What you need to do - In the records, each line holding "CompiledSceneError" must be reported.
┌─ Source data
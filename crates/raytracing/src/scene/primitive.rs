//! Primitives are the basic unit of rendering, a convention adopted from PBRT.
//! Each one binds a shape to the surface it is shaded with and places it in
//! the world through a transform.
//!
//! - Individual triangles may be primitives, but the expected unit is an
//! entire triangle mesh sharing one surface
//! - Several primitives may hold the same mesh (instancing); the mesh storage
//! is shared and compiled only once

use crate::geometry::{Shape, Transform};
use crate::materials::Surface;

#[derive(Debug, Clone, PartialEq)]
pub struct Primitive {
    pub shape: Shape,
    pub surface: Surface,
    pub transform: Transform,
}

impl Primitive {
    pub fn new(shape: impl Into<Shape>, surface: Surface, transform: Transform) -> Primitive {
        Primitive { shape: shape.into(), surface, transform }
    }

    /// Primitive placed in the world without any transformation
    pub fn untransformed(shape: impl Into<Shape>, surface: Surface) -> Primitive {
        Primitive::new(shape, surface, Transform::identity())
    }

    pub fn is_emissive(&self) -> bool {
        self.surface.is_emissive()
    }
}
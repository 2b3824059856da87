//! Binary form of a `CompiledScene`.
//!
//! All values are big-endian. The name is a `u16` byte length followed by
//! UTF-8, every array an `i32` element count followed by its elements. Arrays
//! are written in a fixed order; `primitives_emitting_light` is an optional
//! trailing array, and a stream that ends cleanly before it simply lacks it.

use std::fs::File;
use std::io::{self, BufReader, BufWriter, ErrorKind, Read, Write};
use std::path::Path;

use byteorder::{BigEndian, ReadBytesExt, WriteBytesExt};

use crate::compiled::CompiledScene;
use crate::error::CompiledSceneError;

// initial capacity cap, so a corrupt length cannot trigger a huge allocation up front
const MAX_PREALLOCATED_ELEMENTS: usize = 1 << 16;

pub fn write_utf<W: Write>(writer: &mut W, value: &str) -> io::Result<()> {
    let len = u16::try_from(value.len()).map_err(|_| {
        io::Error::new(
            ErrorKind::InvalidInput,
            format!("name of {} bytes does not fit a u16 length", value.len()),
        )
    })?;
    writer.write_u16::<BigEndian>(len)?;
    writer.write_all(value.as_bytes())
}

pub fn read_utf<R: Read>(reader: &mut R) -> io::Result<String> {
    let len = reader.read_u16::<BigEndian>()? as usize;
    let mut bytes = vec![0u8; len];
    reader.read_exact(&mut bytes)?;
    String::from_utf8(bytes).map_err(|e| io::Error::new(ErrorKind::InvalidData, e))
}

fn write_len<W: Write>(writer: &mut W, len: usize) -> io::Result<()> {
    let len = i32::try_from(len)
        .map_err(|_| io::Error::new(ErrorKind::InvalidInput, format!("array of {len} elements is too long")))?;
    writer.write_i32::<BigEndian>(len)
}

fn check_len(len: i32) -> io::Result<usize> {
    usize::try_from(len).map_err(|_| io::Error::new(ErrorKind::InvalidData, format!("negative array length {len}")))
}

pub fn write_f32_array<W: Write>(writer: &mut W, values: &[f32]) -> io::Result<()> {
    write_len(writer, values.len())?;
    for &value in values {
        writer.write_f32::<BigEndian>(value)?;
    }
    Ok(())
}

pub fn write_i32_array<W: Write>(writer: &mut W, values: &[i32]) -> io::Result<()> {
    write_len(writer, values.len())?;
    for &value in values {
        writer.write_i32::<BigEndian>(value)?;
    }
    Ok(())
}

fn read_f32_elements<R: Read>(reader: &mut R, len: usize) -> io::Result<Vec<f32>> {
    let mut values = Vec::with_capacity(len.min(MAX_PREALLOCATED_ELEMENTS));
    for _ in 0..len {
        values.push(reader.read_f32::<BigEndian>()?);
    }
    Ok(values)
}

fn read_i32_elements<R: Read>(reader: &mut R, len: usize) -> io::Result<Vec<i32>> {
    let mut values = Vec::with_capacity(len.min(MAX_PREALLOCATED_ELEMENTS));
    for _ in 0..len {
        values.push(reader.read_i32::<BigEndian>()?);
    }
    Ok(values)
}

pub fn read_f32_array<R: Read>(reader: &mut R) -> io::Result<Vec<f32>> {
    let len = check_len(reader.read_i32::<BigEndian>()?)?;
    read_f32_elements(reader, len)
}

pub fn read_i32_array<R: Read>(reader: &mut R) -> io::Result<Vec<i32>> {
    let len = check_len(reader.read_i32::<BigEndian>()?)?;
    read_i32_elements(reader, len)
}

/// Like `read_i32_array`, but `None` if the stream ends before the length
fn read_optional_i32_array<R: Read>(reader: &mut R) -> io::Result<Option<Vec<i32>>> {
    let mut first = [0u8; 1];
    loop {
        match reader.read(&mut first) {
            Ok(0) => return Ok(None),
            Ok(_) => break,
            Err(e) if e.kind() == ErrorKind::Interrupted => continue,
            Err(e) => return Err(e),
        }
    }

    let mut rest = [0u8; 3];
    reader.read_exact(&mut rest)?;
    let len = check_len(i32::from_be_bytes([first[0], rest[0], rest[1], rest[2]]))?;
    read_i32_elements(reader, len).map(Some)
}

impl CompiledScene {
    pub fn write<W: Write>(&self, writer: &mut W) -> Result<(), CompiledSceneError> {
        write_utf(writer, &self.name)?;
        write_f32_array(writer, &self.point2fs)?;
        write_f32_array(writer, &self.point3fs)?;
        write_f32_array(writer, &self.vector3fs)?;
        write_i32_array(writer, &self.planes)?;
        write_f32_array(writer, &self.spheres)?;
        write_f32_array(writer, &self.terrains)?;
        write_i32_array(writer, &self.triangles)?;
        write_i32_array(writer, &self.bounding_volume_hierarchies)?;
        write_f32_array(writer, &self.textures)?;
        write_f32_array(writer, &self.surfaces)?;
        write_i32_array(writer, &self.primitives)?;
        write_f32_array(writer, &self.primitives_object_to_world)?;
        write_f32_array(writer, &self.primitives_world_to_object)?;
        write_f32_array(writer, &self.camera)?;
        if let Some(lights) = &self.primitives_emitting_light {
            write_i32_array(writer, lights)?;
        }
        writer.flush()?;
        Ok(())
    }

    pub fn read<R: Read>(reader: &mut R) -> Result<CompiledScene, CompiledSceneError> {
        Ok(CompiledScene {
            name: read_utf(reader)?,
            point2fs: read_f32_array(reader)?,
            point3fs: read_f32_array(reader)?,
            vector3fs: read_f32_array(reader)?,
            planes: read_i32_array(reader)?,
            spheres: read_f32_array(reader)?,
            terrains: read_f32_array(reader)?,
            triangles: read_i32_array(reader)?,
            bounding_volume_hierarchies: read_i32_array(reader)?,
            textures: read_f32_array(reader)?,
            surfaces: read_f32_array(reader)?,
            primitives: read_i32_array(reader)?,
            primitives_object_to_world: read_f32_array(reader)?,
            primitives_world_to_object: read_f32_array(reader)?,
            camera: read_f32_array(reader)?,
            primitives_emitting_light: read_optional_i32_array(reader)?,
        })
    }

    /// Writes through a buffer; a failed write can leave a truncated file behind
    pub fn write_to_path(&self, path: impl AsRef<Path>) -> Result<(), CompiledSceneError> {
        let mut writer = BufWriter::new(File::create(path)?);
        self.write(&mut writer)
    }

    pub fn read_from_path(path: impl AsRef<Path>) -> Result<CompiledScene, CompiledSceneError> {
        let mut reader = BufReader::new(File::open(path)?);
        CompiledScene::read(&mut reader)
    }

    pub fn to_bytes(&self) -> Result<Vec<u8>, CompiledSceneError> {
        let mut bytes = Vec::new();
        self.write(&mut bytes)?;
        Ok(bytes)
    }
}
└─
Response area -
use crate::error::CompiledSceneError;
    pub fn write<W: Write>(&self, writer: &mut W) -> Result<(), CompiledSceneError> {
    pub fn read<R: Read>(reader: &mut R) -> Result<CompiledScene, CompiledSceneError> {
    pub fn write_to_path(&self, path: impl AsRef<Path>) -> Result<(), CompiledSceneError> {
    pub fn read_from_path(path: impl AsRef<Path>) -> Result<CompiledScene, CompiledSceneError> {
    pub fn to_bytes(&self) -> Result<Vec<u8>, CompiledSceneError> {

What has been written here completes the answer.